[Saved entries]
-=-=-

use std::sync::Arc;

use async_stream::stream;
use futures::stream::BoxStream;
use futures::StreamExt;
use searchhub_models::{SearchRecord, Source};
use searchhub_utils::{partial_marker_suffix, rewrite_citations};
use tokio::task::JoinHandle;
use uuid::Uuid;

use crate::errors::QueryError;
use super::dedup::DedupCache;
use super::llm::{GenerationClient, GenerationError};
use super::prompts::{
    build_more_questions_prompt, build_rag_system_prompt, sanitize_query, NO_SOURCES_WARNING,
};
use super::search_provider::{SearchProvider, REFERENCE_COUNT};
use super::store::SearchStore;

#[derive(Debug, Clone)]
pub struct OrchestratorConfig {
    /// Sources grounding one answer.
    pub reference_count: usize,
    /// Persist the rewritten answer buffer every this many deltas, to
    /// bound write amplification. The final state is always persisted.
    pub flush_every: usize,
    pub generate_related: bool,
    pub max_related: usize,
}

impl Default for OrchestratorConfig {
    fn default() -> Self {
        Self {
            reference_count: REFERENCE_COUNT,
            flush_every: 5,
            generate_related: true,
            max_related: 5,
        }
    }
}

/// One logical output of the pipeline, in stream order: sources once, then
/// answer deltas, then related questions once.
#[derive(Debug, Clone)]
pub enum RagEvent {
    Sources(Vec<Source>),
    Delta(String),
    Relates(Vec<String>),
}

pub enum QueryOutcome {
    /// A stored record satisfies the request (dedup hit or shared link).
    Replay(SearchRecord),
    /// A fresh pipeline run; `events` drives the framed response.
    Live {
        id: Uuid,
        events: BoxStream<'static, RagEvent>,
    },
}

/// Sequences one query through dedup lookup, retrieval, grounded answer
/// streaming and the concurrent related-question branch, persisting each
/// stage into the record as it lands.
pub struct RagOrchestrator {
    store: Arc<dyn SearchStore>,
    retriever: Arc<dyn SearchProvider>,
    llm: Arc<dyn GenerationClient>,
    dedup: Arc<DedupCache>,
    config: OrchestratorConfig,
}

impl RagOrchestrator {
    pub fn new(
        store: Arc<dyn SearchStore>,
        retriever: Arc<dyn SearchProvider>,
        llm: Arc<dyn GenerationClient>,
        dedup: Arc<DedupCache>,
        config: OrchestratorConfig,
    ) -> Self {
        Self {
            store,
            retriever,
            llm,
            dedup,
            config,
        }
    }

    pub async fn submit(
        &self,
        raw_query: &str,
        search_uuid: Option<Uuid>,
        generate_related: Option<bool>,
    ) -> Result<QueryOutcome, QueryError> {
        let query = sanitize_query(raw_query);
        if query.is_empty() {
            return Err(QueryError::EmptyQuery);
        }

        // Shared links replay the stored result verbatim, without checking
        // that the stored query matches, so every viewer sees the same page.
        if let Some(uuid) = search_uuid {
            if let Some(record) = self.store.get(uuid).await {
                log::info!("record {uuid}: replaying stored result");
                return Ok(QueryOutcome::Replay(record));
            }
            log::info!("search_uuid {uuid} not found, generating fresh");
        }

        if let Some(existing) = self.dedup.lookup(&query).await {
            if let Some(record) = self.store.get(existing).await {
                return Ok(QueryOutcome::Replay(record));
            }
            log::warn!("dedup index points at unknown record {existing}, ignoring");
        }

        let record = self.store.create(&query).await;
        let id = record.id;
        log::info!("record {id}: created for query {query:?}");

        log::debug!("record {id}: retrieving");
        let sources = match self.retriever.search(&query).await {
            Ok(mut sources) => {
                sources.truncate(self.config.reference_count);
                sources
            }
            Err(e) => {
                // Degraded but non-fatal: answer from an empty context.
                log::error!("record {id}: retrieval failed, proceeding without sources: {e}");
                Vec::new()
            }
        };
        if let Err(e) = self.store.patch_sources(id, sources.clone()).await {
            log::error!("record {id}: failed to persist sources: {e}");
        }

        let related = if self.config.generate_related && generate_related.unwrap_or(true) {
            Some(spawn_related_questions(
                self.llm.clone(),
                self.store.clone(),
                id,
                query.clone(),
                sources.clone(),
                self.config.max_related,
            ))
        } else {
            None
        };

        // Open the generation stream before returning so quota and auth
        // failures come back as a typed error, not a broken stream.
        log::debug!("record {id}: generating");
        let system_prompt = build_rag_system_prompt(&sources);
        let mut tokens = self
            .llm
            .stream_answer(&system_prompt, &query)
            .await
            .map_err(|e| match e {
                GenerationError::RateLimited => QueryError::RateLimited,
                GenerationError::Upstream(message) => QueryError::Generation(message),
            })?;

        let store = self.store.clone();
        let flush_every = self.config.flush_every.max(1);
        let events = stream! {
            yield RagEvent::Sources(sources.clone());

            let source_count = sources.len();
            let mut buffer = String::new();
            if sources.is_empty() {
                buffer.push_str(NO_SOURCES_WARNING);
                yield RagEvent::Delta(NO_SOURCES_WARNING.to_string());
            }

            let mut since_flush = 0usize;
            while let Some(delta) = tokens.next().await {
                match delta {
                    Ok(text) => {
                        if text.is_empty() {
                            continue;
                        }
                        buffer.push_str(&text);
                        since_flush += 1;
                        if since_flush >= flush_every {
                            since_flush = 0;
                            persist_answer(store.as_ref(), id, &buffer, source_count, false).await;
                        }
                        yield RagEvent::Delta(text);
                    }
                    Err(e) => {
                        // The partial answer persisted so far stays valid.
                        log::error!("record {id}: generation stream failed mid-answer: {e}");
                        break;
                    }
                }
            }
            persist_answer(store.as_ref(), id, &buffer, source_count, true).await;
            log::info!("record {id}: generation done ({} bytes)", buffer.len());

            let relates = match related {
                Some(handle) => handle.await.unwrap_or_else(|e| {
                    log::error!("record {id}: related-question task failed: {e}");
                    Vec::new()
                }),
                None => Vec::new(),
            };
            yield RagEvent::Relates(relates);
            log::debug!("record {id}: done");
        };

        Ok(QueryOutcome::Live {
            id,
            events: events.boxed(),
        })
    }
}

-=-=-

**What is expected**
The data must be retyped in full, exactly as it reads.

**Result for this exercise**
use std::sync::Arc;

use async_stream::stream;
use futures::stream::BoxStream;
use futures::StreamExt;
use searchhub_models::{SearchRecord, Source};
use searchhub_utils::{partial_marker_suffix, rewrite_citations};
use tokio::task::JoinHandle;
use uuid::Uuid;

use crate::errors::QueryError;
use super::dedup::DedupCache;
use super::llm::{GenerationClient, GenerationError};
use super::prompts::{
    build_more_questions_prompt, build_rag_system_prompt, sanitize_query, NO_SOURCES_WARNING,
};
use super::search_provider::{SearchProvider, REFERENCE_COUNT};
use super::store::SearchStore;

#[derive(Debug, Clone)]
pub struct OrchestratorConfig {
    /// Sources grounding one answer.
    pub reference_count: usize,
    /// Persist the rewritten answer buffer every this many deltas, to
    /// bound write amplification. The final state is always persisted.
    pub flush_every: usize,
    pub generate_related: bool,
    pub max_related: usize,
}

impl Default for OrchestratorConfig {
    fn default() -> Self {
        Self {
            reference_count: REFERENCE_COUNT,
            flush_every: 5,
            generate_related: true,
            max_related: 5,
        }
    }
}

/// One logical output of the pipeline, in stream order: sources once, then
/// answer deltas, then related questions once.
#[derive(Debug, Clone)]
pub enum RagEvent {
    Sources(Vec<Source>),
    Delta(String),
    Relates(Vec<String>),
}

pub enum QueryOutcome {
    /// A stored record satisfies the request (dedup hit or shared link).
    Replay(SearchRecord),
    /// A fresh pipeline run; `events` drives the framed response.
    Live {
        id: Uuid,
        events: BoxStream<'static, RagEvent>,
    },
}

/// Sequences one query through dedup lookup, retrieval, grounded answer
/// streaming and the concurrent related-question branch, persisting each
/// stage into the record as it lands.
pub struct RagOrchestrator {
    store: Arc<dyn SearchStore>,
    retriever: Arc<dyn SearchProvider>,
    llm: Arc<dyn GenerationClient>,
    dedup: Arc<DedupCache>,
    config: OrchestratorConfig,
}

impl RagOrchestrator {
    pub fn new(
        store: Arc<dyn SearchStore>,
        retriever: Arc<dyn SearchProvider>,
        llm: Arc<dyn GenerationClient>,
        dedup: Arc<DedupCache>,
        config: OrchestratorConfig,
    ) -> Self {
        Self {
            store,
            retriever,
            llm,
            dedup,
            config,
        }
    }

    pub async fn submit(
        &self,
        raw_query: &str,
        search_uuid: Option<Uuid>,
        generate_related: Option<bool>,
    ) -> Result<QueryOutcome, QueryError> {
        let query = sanitize_query(raw_query);
        if query.is_empty() {
            return Err(QueryError::EmptyQuery);
        }

        // Shared links replay the stored result verbatim, without checking
        // that the stored query matches, so every viewer sees the same page.
        if let Some(uuid) = search_uuid {
            if let Some(record) = self.store.get(uuid).await {
                log::info!("record {uuid}: replaying stored result");
                return Ok(QueryOutcome::Replay(record));
            }
            log::info!("search_uuid {uuid} not found, generating fresh");
        }

        if let Some(existing) = self.dedup.lookup(&query).await {
            if let Some(record) = self.store.get(existing).await {
                return Ok(QueryOutcome::Replay(record));
            }
            log::warn!("dedup index points at unknown record {existing}, ignoring");
        }

        let record = self.store.create(&query).await;
        let id = record.id;
        log::info!("record {id}: created for query {query:?}");

        log::debug!("record {id}: retrieving");
        let sources = match self.retriever.search(&query).await {
            Ok(mut sources) => {
                sources.truncate(self.config.reference_count);
                sources
            }
            Err(e) => {
                // Degraded but non-fatal: answer from an empty context.
                log::error!("record {id}: retrieval failed, proceeding without sources: {e}");
                Vec::new()
            }
        };
        if let Err(e) = self.store.patch_sources(id, sources.clone()).await {
            log::error!("record {id}: failed to persist sources: {e}");
        }

        let related = if self.config.generate_related && generate_related.unwrap_or(true) {
            Some(spawn_related_questions(
                self.llm.clone(),
                self.store.clone(),
                id,
                query.clone(),
                sources.clone(),
                self.config.max_related,
            ))
        } else {
            None
        };

        // Open the generation stream before returning so quota and auth
        // failures come back as a typed error, not a broken stream.
        log::debug!("record {id}: generating");
        let system_prompt = build_rag_system_prompt(&sources);
        let mut tokens = self
            .llm
            .stream_answer(&system_prompt, &query)
            .await
            .map_err(|e| match e {
                GenerationError::RateLimited => QueryError::RateLimited,
                GenerationError::Upstream(message) => QueryError::Generation(message),
            })?;

        let store = self.store.clone();
        let flush_every = self.config.flush_every.max(1);
        let events = stream! {
            yield RagEvent::Sources(sources.clone());

            let source_count = sources.len();
            let mut buffer = String::new();
            if sources.is_empty() {
                buffer.push_str(NO_SOURCES_WARNING);
                yield RagEvent::Delta(NO_SOURCES_WARNING.to_string());
            }

            let mut since_flush = 0usize;
            while let Some(delta) = tokens.next().await {
                match delta {
                    Ok(text) => {
                        if text.is_empty() {
                            continue;
                        }
                        buffer.push_str(&text);
                        since_flush += 1;
                        if since_flush >= flush_every {
                            since_flush = 0;
                            persist_answer(store.as_ref(), id, &buffer, source_count, false).await;
                        }
                        yield RagEvent::Delta(text);
                    }
                    Err(e) => {
                        // The partial answer persisted so far stays valid.
                        log::error!("record {id}: generation stream failed mid-answer: {e}");
                        break;
                    }
                }
            }
            persist_answer(store.as_ref(), id, &buffer, source_count, true).await;
            log::info!("record {id}: generation done ({} bytes)", buffer.len());

            let relates = match related {
                Some(handle) => handle.await.unwrap_or_else(|e| {
                    log::error!("record {id}: related-question task failed: {e}");
                    Vec::new()
                }),
                None => Vec::new(),
            };
            yield RagEvent::Relates(relates);
            log::debug!("record {id}: done");
        };

        Ok(QueryOutcome::Live {
            id,
            events: events.boxed(),
        })
    }
}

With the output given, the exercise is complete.